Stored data
-- Opening Marker --

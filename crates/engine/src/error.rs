use rowstage_core::{ChangeId, CoreError, SessionId};
use rowstage_storage::StorageError;
use thiserror::Error;

#[derive(Debug, Error)]
pub enum EngineError {
    #[error("storage error: {0}")]
    Storage(#[from] StorageError),

    #[error("core error: {0}")]
    Core(#[from] CoreError),

    /// The addressed row is already staged for deletion (or, for inserts,
    /// already staged at all).
    #[error("conflict on {table}: {reason}")]
    Conflict { table: String, reason: String },

    #[error("cannot address row in {table}: {reason}")]
    Addressing { table: String, reason: String },

    #[error("change not found: {0}")]
    ChangeNotFound(ChangeId),

    #[error("sandbox is not active for session {0}")]
    SessionInactive(SessionId),

    #[error("an apply is already in flight for session {0}")]
    ApplyInProgress(SessionId),

    #[error("migration script no longer matches the pending changes of session {0}")]
    StaleScript(SessionId),

    #[error("{dialect} cannot represent {kind} value: {reason}")]
    UnsupportedValue {
        dialect: &'static str,
        kind: &'static str,
        reason: String,
    },

    #[error("apply failed: {0}")]
    ApplyFailure(String),

    #[error("column metadata unavailable for {table}: {reason}")]
    Metadata { table: String, reason: String },

    #[error("invalid configuration: {0}")]
    Config(String),
}
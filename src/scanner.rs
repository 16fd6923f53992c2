use tracing::{debug, instrument};

use crate::report_error::ReportError;

/// Tag name of a table cell carrying one measurement value.
pub const DATA_CELL_MARKER: &[u8] = b"TD";

/// Tag name of the heading that carries the meter serial number.
pub const IDENTITY_MARKER: &[u8] = b"H2";

/// Raw output of a line scan over a console export
#[derive(Debug, Clone, Default, PartialEq)]
pub struct ScannedExport {
    /// Inner text of every data cell, in document order
    pub values: Vec<String>,
    /// First non-empty serial number found on an identity line
    pub meter: Option<String>,
}

/// Scan an export line by line, collecting data-cell values and the meter serial.
///
/// The console writes one cell per line, so no HTML parsing is attempted:
/// a line is a data cell when it contains [`DATA_CELL_MARKER`] and an
/// identity line when it contains [`IDENTITY_MARKER`]. Cell lines win when a
/// line carries both.
#[instrument(skip(data), fields(input_size = data.len()))]
pub fn scan(data: &[u8]) -> Result<ScannedExport, ReportError> {
    if data.is_empty() {
        return Err(ReportError::EmptyInput);
    }

    let mut export = ScannedExport::default();

    for line in data.split(|b| *b == b'\n') {
        if contains(line, DATA_CELL_MARKER) {
            export.values.push(cell_value(line));
        } else if export.meter.is_none() && contains(line, IDENTITY_MARKER) {
            let serial = serial_number(line);
            if !serial.is_empty() {
                debug!("Found meter serial number {}", serial);
                export.meter = Some(serial);
            }
        }
    }

    debug!(
        "Scanned {} cell values, meter serial {:?}",
        export.values.len(),
        export.meter
    );
    Ok(export)
}

/// Text between the first `>` and the `<` that follows it.
///
/// Empty cells, or lines without such a span, yield an empty string so the
/// cell still occupies its slot in the record batch.
pub fn cell_value(line: &[u8]) -> String {
    let Some(start) = line.iter().position(|b| *b == b'>') else {
        return String::new();
    };
    let rest = &line[start + 1..];
    match rest.iter().position(|b| *b == b'<') {
        Some(end) => String::from_utf8_lossy(&rest[..end]).into_owned(),
        None => String::new(),
    }
}

/// Serial number from a heading such as
/// `<H2>M234 (Network address - 17, Serial number - 23456789)</H2>`:
/// the text between the last space and the next `)`.
pub fn serial_number(line: &[u8]) -> String {
    let Some(start) = line.iter().rposition(|b| *b == b' ') else {
        return String::new();
    };
    let rest = &line[start + 1..];
    match rest.iter().position(|b| *b == b')') {
        Some(end) => String::from_utf8_lossy(&rest[..end]).into_owned(),
        None => String::new(),
    }
}

fn contains(haystack: &[u8], needle: &[u8]) -> bool {
    haystack.windows(needle.len()).any(|w| w == needle)
}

-- Closing Marker --

## Aim of the exercise:
Transcribe only, please, the lines from the first line of the records through the line with "address row in". Both of those lines are included.

## Result of this exercise:
filename crates/engine/src/error.rs
use rowstage_core::{ChangeId, CoreError, SessionId};
use rowstage_storage::StorageError;
use thiserror::Error;

#[derive(Debug, Error)]
pub enum EngineError {
    #[error("storage error: {0}")]
    Storage(#[from] StorageError),

    #[error("core error: {0}")]
    Core(#[from] CoreError),

    /// The addressed row is already staged for deletion (or, for inserts,
    /// already staged at all).
    #[error("conflict on {table}: {reason}")]
    Conflict { table: String, reason: String },

    #[error("cannot address row in {table}: {reason}")]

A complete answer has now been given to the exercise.